Après, je tiens à souligner que le musicien, au moment où il compose, ne pense pas en termes de catégories. Il ne se dit pas : tiens, je vais écrire une chanson contestataire, un truc engagé politiquement. Ça n’est pas aussi conscient que ça peut en avoir l’air. Moi ? Je fais juste de la musique. Le problème de savoir à quelle catégorie ça appartient, c’est une question qui se pose à celui qui l’écoute. Pas nécessairement à celui qui crée. C’est comme pour les Ventures, vous savez.  Les gens leur disaient : « vous faites de la surf music ». Eux répondaient : « Non, nous on fait du rock ». Cette idée de « surf music », ça a toujours été étranger à leur démarche. Ils ne sont jamais reconnus dans cette catégorie. Mais est-ce que les gens ont pour autant eu tort de parler de « surf music », ou de « surf-rock » à leur égard ? Je ne crois pas. Il y avait effectivement de ça dans leur musique, mais ça n’a pour autant jamais été leur critère à eux. Vous faites de la musique avec tout votre cœur, mais vous n’avez aucune emprise sur la façon dont elle va être reçu, et perçue par le public. Vous imaginez, si aujourd’hui je me mettais à faire la musique électronique ? Je ne sais pas comment le public qui m’écoute actuellement réagirait. Je n’aurais aucun moyen de contrôler leur réaction. Et en un sens, c’est bien comme ça.

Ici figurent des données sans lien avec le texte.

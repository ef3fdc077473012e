//! Instruction decoder.
//!
//! Every instruction starts with a 16-bit word: the opcode byte followed by
//! the operand specifier byte.
//!
//! ```text
//!  15            8   7   6   4   3   1   0
//! +---------------+---+-------+-------+---+
//! |    opcode     | W |  r1   |  r2   | I |
//! +---------------+---+-------+-------+---+
//! ```
//!
//! - `W`: 1 selects 16-bit operands, 0 selects 8-bit operands
//! - `I`: 1 means the second operand is an inline immediate following the word
//! - `r1`, `r2`: register indices (0-7)

use crate::cpu::registers::{Width, BYTE_NAMES, WORD_NAMES};
use serde::{Deserialize, Serialize};
use thiserror::Error;

/// Opcodes, with their encoded byte values.
#[derive(Debug, Clone, Copy, PartialEq, Eq, Hash, Serialize, Deserialize)]
#[repr(u8)]
pub enum Opcode {
    // ==================== Transfer ====================
    Nop = 0x00,
    Ld = 0x01,
    Lp = 0x02,
    Sd = 0x03,
    Sp = 0x04,
    Set = 0x05,
    Push = 0x06,
    Pull = 0x07,

    // ==================== Arithmetic / Logic ====================
    Add = 0x10,
    Sub = 0x11,
    Mul = 0x12,
    Div = 0x13,
    Not = 0x14,
    And = 0x15,
    Or = 0x16,
    Xor = 0x17,
    Shl = 0x18,
    Shr = 0x19,
    Inc = 0x1A,
    Dec = 0x1B,
    Cmp = 0x1F,

    // ==================== Control Flow ====================
    Jmp = 0x20,
    Jiz = 0x21,
    Jnz = 0x22,
    Jin = 0x23,
    Jnn = 0x24,
    Jic = 0x25,
    Jnc = 0x26,
    Jio = 0x27,
    Jno = 0x28,
    Call = 0x30,
    Retf = 0x31,
    Int = 0x32,
    Halt = 0x33,
    Stop = 0x34,

    // ==================== Flags ====================
    Cfl = 0x40,
    Czf = 0x41,
    Cnf = 0x42,
    Ccf = 0x43,
    Cof = 0x44,
    Szf = 0x45,
    Snf = 0x46,
    Scf = 0x47,
    Sof = 0x48,

    // ==================== I/O ====================
    Wr = 0x50,
    Rd = 0x51,
}

impl Opcode {
    /// Every defined opcode.
    #[rustfmt::skip]
    pub const ALL: [Opcode; 46] = [
        Opcode::Nop, Opcode::Ld, Opcode::Lp, Opcode::Sd, Opcode::Sp, Opcode::Set,
        Opcode::Push, Opcode::Pull, Opcode::Add, Opcode::Sub, Opcode::Mul, Opcode::Div,
        Opcode::Not, Opcode::And, Opcode::Or, Opcode::Xor, Opcode::Shl, Opcode::Shr,
        Opcode::Inc, Opcode::Dec, Opcode::Cmp, Opcode::Jmp, Opcode::Jiz, Opcode::Jnz,
        Opcode::Jin, Opcode::Jnn, Opcode::Jic, Opcode::Jnc, Opcode::Jio, Opcode::Jno,
        Opcode::Call, Opcode::Retf, Opcode::Int, Opcode::Halt, Opcode::Stop, Opcode::Cfl,
        Opcode::Czf, Opcode::Cnf, Opcode::Ccf, Opcode::Cof, Opcode::Szf, Opcode::Snf,
        Opcode::Scf, Opcode::Sof, Opcode::Wr, Opcode::Rd,
    ];

    pub fn from_byte(byte: u8) -> Option<Self> {
        Self::ALL.iter().copied().find(|op| *op as u8 == byte)
    }

    pub fn mnemonic(self) -> &'static str {
        match self {
            Opcode::Nop => "NOP",
            Opcode::Ld => "LD",
            Opcode::Lp => "LP",
            Opcode::Sd => "SD",
            Opcode::Sp => "SP",
            Opcode::Set => "SET",
            Opcode::Push => "PUSH",
            Opcode::Pull => "PULL",
            Opcode::Add => "ADD",
            Opcode::Sub => "SUB",
            Opcode::Mul => "MUL",
            Opcode::Div => "DIV",
            Opcode::Not => "NOT",
            Opcode::And => "AND",
            Opcode::Or => "OR",
            Opcode::Xor => "XOR",
            Opcode::Shl => "SHL",
            Opcode::Shr => "SHR",
            Opcode::Inc => "INC",
            Opcode::Dec => "DEC",
            Opcode::Cmp => "CMP",
            Opcode::Jmp => "JMP",
            Opcode::Jiz => "JIZ",
            Opcode::Jnz => "JNZ",
            Opcode::Jin => "JIN",
            Opcode::Jnn => "JNN",
            Opcode::Jic => "JIC",
            Opcode::Jnc => "JNC",
            Opcode::Jio => "JIO",
            Opcode::Jno => "JNO",
            Opcode::Call => "CALL",
            Opcode::Retf => "RETF",
            Opcode::Int => "INT",
            Opcode::Halt => "HALT",
            Opcode::Stop => "STOP",
            Opcode::Cfl => "CFL",
            Opcode::Czf => "CZF",
            Opcode::Cnf => "CNF",
            Opcode::Ccf => "CCF",
            Opcode::Cof => "COF",
            Opcode::Szf => "SZF",
            Opcode::Snf => "SNF",
            Opcode::Scf => "SCF",
            Opcode::Sof => "SOF",
            Opcode::Wr => "WR",
            Opcode::Rd => "RD",
        }
    }
}

impl TryFrom<u8> for Opcode {
    type Error = DecodeError;

    fn try_from(byte: u8) -> Result<Self, Self::Error> {
        Self::from_byte(byte).ok_or(DecodeError::UnknownOpcode(byte))
    }
}

/// A decoded instruction word.
#[derive(Debug, Clone, Copy, PartialEq, Eq, Serialize, Deserialize)]
pub struct Instruction {
    pub opcode: Opcode,
    pub width: Width,
    pub immediate: bool,
    pub r1: u8,
    pub r2: u8,
}

const WIDE_BIT: u8 = 0b1000_0000;
const R1_MASK: u8 = 0b0111_0000;
const R2_MASK: u8 = 0b0000_1110;
const IMM_BIT: u8 = 0b0000_0001;

impl Instruction {
    pub fn new(opcode: Opcode, width: Width, immediate: bool, r1: u8, r2: u8) -> Self {
        Self { opcode, width, immediate, r1: r1 & 0x7, r2: r2 & 0x7 }
    }

    /// The operand specifier byte.
    pub fn spec(&self) -> u8 {
        let wide = if self.width == Width::Word { WIDE_BIT } else { 0 };
        wide | ((self.r1 & 0x7) << 4) | ((self.r2 & 0x7) << 1) | self.immediate as u8
    }

    /// Encode back to an instruction word.
    pub fn encode(&self) -> u16 {
        u16::from_be_bytes([self.opcode as u8, self.spec()])
    }
}

/// Decode a 16-bit instruction word.
pub fn decode(word: u16) -> Result<Instruction, DecodeError> {
    let [op, spec] = word.to_be_bytes();
    let opcode = Opcode::try_from(op)?;

    let width = if spec & WIDE_BIT != 0 { Width::Word } else { Width::Byte };

    Ok(Instruction {
        opcode,
        width,
        immediate: spec & IMM_BIT != 0,
        r1: (spec & R1_MASK) >> 4,
        r2: (spec & R2_MASK) >> 1,
    })
}

impl std::fmt::Display for Instruction {
    fn fmt(&self, f: &mut std::fmt::Formatter<'_>) -> std::fmt::Result {
        let names = match self.width {
            Width::Byte => &BYTE_NAMES,
            Width::Word => &WORD_NAMES,
        };
        let suffix = match self.width {
            Width::Byte => "b",
            Width::Word => "w",
        };
        let r2 = if self.immediate { "#imm" } else { names[self.r2 as usize] };
        write!(f, "{}.{} {}, {}", self.opcode.mnemonic(), suffix, names[self.r1 as usize], r2)
    }
}

/// Errors that can occur during instruction decoding.
#[derive(Debug, Clone, PartialEq, Eq, Error)]
pub enum DecodeError {
    #[error("unknown opcode: {0:#04x}")]
    UnknownOpcode(u8),
}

On vous a découvert sur votre dernier album beaucoup plus électrique. Vous avez eu recours à des lapsteel, comme sur « See your Smile », ainsi qu’à des instruments amplifiés. Il semble qu’un virage soit amorcé, qui semble se dissocier quelque peu de la tradition folk américaine esquissée avec le premier album. À quoi peut-on s’attendre pour le prochain opus ?

L’idée générale, c’est « Préparez-vous : Peter Harper peut aller dans n’importe quelle direction » (Rires) Blague à part, le prochain album n’est pas encore enregistré, mais les chansons sont prêtes. Je peux juste vous dire qu’une large part sera faite à la folk, mais que vous allez également découvrir un côté beaucoup plus sauvage de ma personnalité. Ce soir, je vais essayer de jouer « Hammer », un des titres qui figurera sur le prochain opus. Vous avez aussi déjà entendu « Lift you up ». Je commence déjà à la jouer en « live », et le retour du public est excellent. Il faudra voir comment ça se passe en studio. J’aborde cet album avec une grande ouverture d’esprit. Je ne veux rien m’interdire.  J’ai un groupe aux USA et plusieurs groupes en Europe, par exemple. Peut-être que je vais, à partir de ces formations, demander à certains de venir en Californie pour jouer avec mon groupe là-bas. Peut-être même qu’il y aura des Français ! (Rires) Tout ce qui m’importe, c’est cette liberté de ton. Je me perçois un peu comme un corbeau qui ferait de la musique.

Après, savoir comment ce que je fais sera perçu, c’est une autre histoire. Peut-être qu’une partie de mon public ne me suivra pas. Parce qu’il préfère Peter Harper version folk. Qui peut savoir ? Mais ça ne doit pas être mon problème pour l’instant. J’ai envie d’un « band » avec un batteur, un guitariste lapsteel, peut-être même un violoniste. En fait, j’ai des tonnes d’idées. Il va falloir voir comment établir un équilibre entre chaque instrument. Mais l’important, ça reste d’être libre dans son rapport à la création. Et je vous le répète : je ne m’interdis jamais rien. Du moins jamais en studio.